Available records ▸
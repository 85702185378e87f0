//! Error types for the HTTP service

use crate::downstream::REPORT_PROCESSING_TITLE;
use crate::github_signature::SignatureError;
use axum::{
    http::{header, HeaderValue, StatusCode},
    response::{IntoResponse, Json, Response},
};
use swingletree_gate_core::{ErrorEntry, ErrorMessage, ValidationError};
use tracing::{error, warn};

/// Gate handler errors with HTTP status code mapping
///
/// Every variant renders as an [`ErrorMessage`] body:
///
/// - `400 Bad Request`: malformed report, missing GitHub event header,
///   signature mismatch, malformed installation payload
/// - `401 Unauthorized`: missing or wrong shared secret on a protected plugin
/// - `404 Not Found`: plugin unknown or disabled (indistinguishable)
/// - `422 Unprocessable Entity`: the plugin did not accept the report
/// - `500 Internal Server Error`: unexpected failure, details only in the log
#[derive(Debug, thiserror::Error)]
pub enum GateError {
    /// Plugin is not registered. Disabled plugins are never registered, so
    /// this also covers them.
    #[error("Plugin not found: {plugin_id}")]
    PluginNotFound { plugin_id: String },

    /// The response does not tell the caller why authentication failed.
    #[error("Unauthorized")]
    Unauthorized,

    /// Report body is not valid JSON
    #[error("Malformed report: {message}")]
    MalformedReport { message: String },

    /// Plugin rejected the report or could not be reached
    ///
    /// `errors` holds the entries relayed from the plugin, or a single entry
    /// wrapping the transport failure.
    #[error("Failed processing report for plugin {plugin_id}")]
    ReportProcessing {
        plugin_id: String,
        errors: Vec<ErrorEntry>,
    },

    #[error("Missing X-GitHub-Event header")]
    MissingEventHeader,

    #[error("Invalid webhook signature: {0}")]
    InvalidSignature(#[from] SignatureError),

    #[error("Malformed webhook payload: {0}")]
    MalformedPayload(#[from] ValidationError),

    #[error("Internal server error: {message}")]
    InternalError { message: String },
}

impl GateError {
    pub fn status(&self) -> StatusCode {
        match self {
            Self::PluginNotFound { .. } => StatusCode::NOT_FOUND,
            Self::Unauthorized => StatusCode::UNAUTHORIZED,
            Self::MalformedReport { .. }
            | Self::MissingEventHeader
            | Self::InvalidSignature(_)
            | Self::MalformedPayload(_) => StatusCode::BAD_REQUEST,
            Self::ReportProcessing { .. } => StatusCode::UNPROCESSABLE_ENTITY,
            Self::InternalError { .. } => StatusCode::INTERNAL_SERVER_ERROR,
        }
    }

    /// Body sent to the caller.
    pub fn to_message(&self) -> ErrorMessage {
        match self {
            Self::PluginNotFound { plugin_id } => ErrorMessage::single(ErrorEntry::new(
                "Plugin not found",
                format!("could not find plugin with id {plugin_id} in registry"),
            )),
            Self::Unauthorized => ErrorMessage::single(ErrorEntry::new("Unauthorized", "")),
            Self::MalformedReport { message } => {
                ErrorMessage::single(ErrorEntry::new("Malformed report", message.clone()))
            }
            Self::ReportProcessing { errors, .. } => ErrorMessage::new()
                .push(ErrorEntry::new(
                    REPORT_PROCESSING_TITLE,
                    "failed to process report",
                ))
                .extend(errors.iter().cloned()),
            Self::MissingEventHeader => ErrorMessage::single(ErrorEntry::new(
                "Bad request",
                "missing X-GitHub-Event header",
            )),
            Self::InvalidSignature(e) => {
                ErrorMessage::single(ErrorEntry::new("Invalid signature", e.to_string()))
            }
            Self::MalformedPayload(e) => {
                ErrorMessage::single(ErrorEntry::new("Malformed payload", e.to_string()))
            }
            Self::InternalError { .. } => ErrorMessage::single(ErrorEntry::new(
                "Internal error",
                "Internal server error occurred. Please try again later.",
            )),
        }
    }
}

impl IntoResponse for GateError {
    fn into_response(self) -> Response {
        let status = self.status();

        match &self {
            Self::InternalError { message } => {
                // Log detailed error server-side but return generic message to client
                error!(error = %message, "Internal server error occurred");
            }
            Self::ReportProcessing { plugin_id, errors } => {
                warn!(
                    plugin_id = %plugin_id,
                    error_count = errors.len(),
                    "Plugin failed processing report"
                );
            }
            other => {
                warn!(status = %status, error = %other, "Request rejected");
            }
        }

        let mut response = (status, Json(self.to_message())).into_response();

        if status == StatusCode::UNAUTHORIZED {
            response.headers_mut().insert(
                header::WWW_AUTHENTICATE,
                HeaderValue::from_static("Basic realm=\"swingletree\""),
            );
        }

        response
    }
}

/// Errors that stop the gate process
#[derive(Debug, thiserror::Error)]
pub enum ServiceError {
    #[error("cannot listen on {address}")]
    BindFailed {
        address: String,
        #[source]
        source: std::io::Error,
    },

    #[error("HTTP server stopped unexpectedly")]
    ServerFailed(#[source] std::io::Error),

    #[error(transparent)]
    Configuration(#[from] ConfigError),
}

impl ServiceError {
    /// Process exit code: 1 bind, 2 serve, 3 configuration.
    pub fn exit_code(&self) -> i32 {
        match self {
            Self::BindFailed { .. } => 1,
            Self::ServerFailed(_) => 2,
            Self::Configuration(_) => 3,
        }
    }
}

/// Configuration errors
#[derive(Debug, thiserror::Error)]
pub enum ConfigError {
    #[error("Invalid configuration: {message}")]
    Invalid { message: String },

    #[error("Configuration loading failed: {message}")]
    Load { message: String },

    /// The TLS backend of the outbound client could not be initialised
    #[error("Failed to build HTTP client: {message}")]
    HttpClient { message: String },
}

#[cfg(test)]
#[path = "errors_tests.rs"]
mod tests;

==

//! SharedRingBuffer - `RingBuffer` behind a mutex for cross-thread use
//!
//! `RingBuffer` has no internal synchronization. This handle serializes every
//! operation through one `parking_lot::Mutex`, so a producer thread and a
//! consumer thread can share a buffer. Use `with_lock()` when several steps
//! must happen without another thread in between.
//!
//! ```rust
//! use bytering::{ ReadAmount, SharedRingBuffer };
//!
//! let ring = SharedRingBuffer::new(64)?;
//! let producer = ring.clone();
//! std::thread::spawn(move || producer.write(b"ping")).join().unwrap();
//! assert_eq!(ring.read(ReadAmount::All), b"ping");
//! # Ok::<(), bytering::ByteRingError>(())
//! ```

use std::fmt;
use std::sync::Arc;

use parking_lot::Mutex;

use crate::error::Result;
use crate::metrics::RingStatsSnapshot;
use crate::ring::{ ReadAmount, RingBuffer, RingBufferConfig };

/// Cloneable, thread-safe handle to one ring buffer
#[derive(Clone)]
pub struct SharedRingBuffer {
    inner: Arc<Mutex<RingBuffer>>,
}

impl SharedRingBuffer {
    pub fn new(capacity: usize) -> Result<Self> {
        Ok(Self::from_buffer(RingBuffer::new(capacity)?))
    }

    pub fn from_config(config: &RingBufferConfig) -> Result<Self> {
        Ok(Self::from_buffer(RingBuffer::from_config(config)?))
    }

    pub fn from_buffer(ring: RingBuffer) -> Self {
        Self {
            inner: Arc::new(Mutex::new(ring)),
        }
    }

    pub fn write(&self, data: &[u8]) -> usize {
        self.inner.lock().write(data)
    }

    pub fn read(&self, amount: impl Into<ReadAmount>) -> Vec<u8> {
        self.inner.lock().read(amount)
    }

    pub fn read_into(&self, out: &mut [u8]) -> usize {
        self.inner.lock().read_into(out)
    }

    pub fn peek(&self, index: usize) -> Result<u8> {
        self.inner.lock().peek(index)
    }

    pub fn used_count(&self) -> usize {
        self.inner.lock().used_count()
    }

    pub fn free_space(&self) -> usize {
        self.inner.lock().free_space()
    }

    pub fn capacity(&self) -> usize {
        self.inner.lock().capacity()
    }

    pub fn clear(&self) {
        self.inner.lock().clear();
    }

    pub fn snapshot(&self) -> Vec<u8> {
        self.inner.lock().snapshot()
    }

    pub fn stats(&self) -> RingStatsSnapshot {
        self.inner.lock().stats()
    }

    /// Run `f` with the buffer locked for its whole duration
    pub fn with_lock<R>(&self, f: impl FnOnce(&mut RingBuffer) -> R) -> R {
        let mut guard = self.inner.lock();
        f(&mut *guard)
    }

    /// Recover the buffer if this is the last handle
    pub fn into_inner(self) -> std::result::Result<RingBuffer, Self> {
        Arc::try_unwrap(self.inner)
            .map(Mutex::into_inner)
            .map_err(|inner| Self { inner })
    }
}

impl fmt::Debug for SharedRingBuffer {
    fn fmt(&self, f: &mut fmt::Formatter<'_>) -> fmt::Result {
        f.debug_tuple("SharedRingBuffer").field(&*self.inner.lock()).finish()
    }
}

==

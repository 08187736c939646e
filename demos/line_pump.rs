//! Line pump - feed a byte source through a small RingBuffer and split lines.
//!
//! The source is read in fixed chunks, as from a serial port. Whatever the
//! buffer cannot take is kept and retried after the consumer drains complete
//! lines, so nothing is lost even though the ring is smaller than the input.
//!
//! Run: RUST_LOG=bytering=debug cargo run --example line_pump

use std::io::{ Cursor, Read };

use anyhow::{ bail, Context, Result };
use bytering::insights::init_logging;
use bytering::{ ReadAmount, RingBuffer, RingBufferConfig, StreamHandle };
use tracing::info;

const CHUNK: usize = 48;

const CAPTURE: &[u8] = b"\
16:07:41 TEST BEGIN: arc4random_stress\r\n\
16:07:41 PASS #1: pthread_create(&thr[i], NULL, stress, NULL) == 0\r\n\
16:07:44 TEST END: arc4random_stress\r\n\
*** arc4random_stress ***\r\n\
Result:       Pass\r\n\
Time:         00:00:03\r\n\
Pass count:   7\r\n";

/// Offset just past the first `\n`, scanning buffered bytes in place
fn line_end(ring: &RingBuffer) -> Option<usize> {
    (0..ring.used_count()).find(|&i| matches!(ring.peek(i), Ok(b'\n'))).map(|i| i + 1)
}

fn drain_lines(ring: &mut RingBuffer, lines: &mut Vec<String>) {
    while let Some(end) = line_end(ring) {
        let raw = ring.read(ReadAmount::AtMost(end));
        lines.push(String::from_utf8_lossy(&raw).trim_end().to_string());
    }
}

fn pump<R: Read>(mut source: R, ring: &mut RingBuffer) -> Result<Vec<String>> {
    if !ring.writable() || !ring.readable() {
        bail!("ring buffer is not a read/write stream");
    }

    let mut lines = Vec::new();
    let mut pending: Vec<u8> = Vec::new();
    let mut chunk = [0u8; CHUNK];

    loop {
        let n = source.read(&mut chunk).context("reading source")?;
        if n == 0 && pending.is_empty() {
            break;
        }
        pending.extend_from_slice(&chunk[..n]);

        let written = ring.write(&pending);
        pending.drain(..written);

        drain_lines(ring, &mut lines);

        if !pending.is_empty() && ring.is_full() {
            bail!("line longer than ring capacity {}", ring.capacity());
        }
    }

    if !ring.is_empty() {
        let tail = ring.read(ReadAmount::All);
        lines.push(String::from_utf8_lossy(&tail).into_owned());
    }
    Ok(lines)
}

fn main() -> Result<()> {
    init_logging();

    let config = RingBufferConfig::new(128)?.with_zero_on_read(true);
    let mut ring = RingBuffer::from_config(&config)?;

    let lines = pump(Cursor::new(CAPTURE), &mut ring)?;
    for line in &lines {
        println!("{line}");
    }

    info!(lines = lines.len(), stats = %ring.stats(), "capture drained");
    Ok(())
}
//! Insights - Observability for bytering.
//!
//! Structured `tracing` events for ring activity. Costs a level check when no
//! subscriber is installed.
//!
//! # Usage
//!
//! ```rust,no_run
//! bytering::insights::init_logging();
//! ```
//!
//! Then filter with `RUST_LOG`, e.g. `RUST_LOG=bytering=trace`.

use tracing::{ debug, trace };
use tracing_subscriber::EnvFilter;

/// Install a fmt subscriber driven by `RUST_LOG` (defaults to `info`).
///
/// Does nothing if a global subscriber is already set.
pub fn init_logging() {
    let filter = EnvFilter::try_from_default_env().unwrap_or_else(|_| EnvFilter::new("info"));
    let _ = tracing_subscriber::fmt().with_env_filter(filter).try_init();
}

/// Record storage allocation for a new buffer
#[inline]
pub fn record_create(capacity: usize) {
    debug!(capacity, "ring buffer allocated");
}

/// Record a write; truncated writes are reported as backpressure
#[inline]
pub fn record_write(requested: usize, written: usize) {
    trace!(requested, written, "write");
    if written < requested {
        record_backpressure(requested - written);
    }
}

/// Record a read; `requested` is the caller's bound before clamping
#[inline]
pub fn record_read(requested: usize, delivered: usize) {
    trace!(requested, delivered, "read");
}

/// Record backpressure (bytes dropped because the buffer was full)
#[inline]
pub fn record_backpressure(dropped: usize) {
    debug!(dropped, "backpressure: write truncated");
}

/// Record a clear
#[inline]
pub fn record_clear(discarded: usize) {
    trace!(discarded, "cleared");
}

Task to complete ▸
From the records above, copy every line that holds the word "const".

Response to the task ▸
const CHUNK: usize = 48;
const CAPTURE: &[u8] = b"\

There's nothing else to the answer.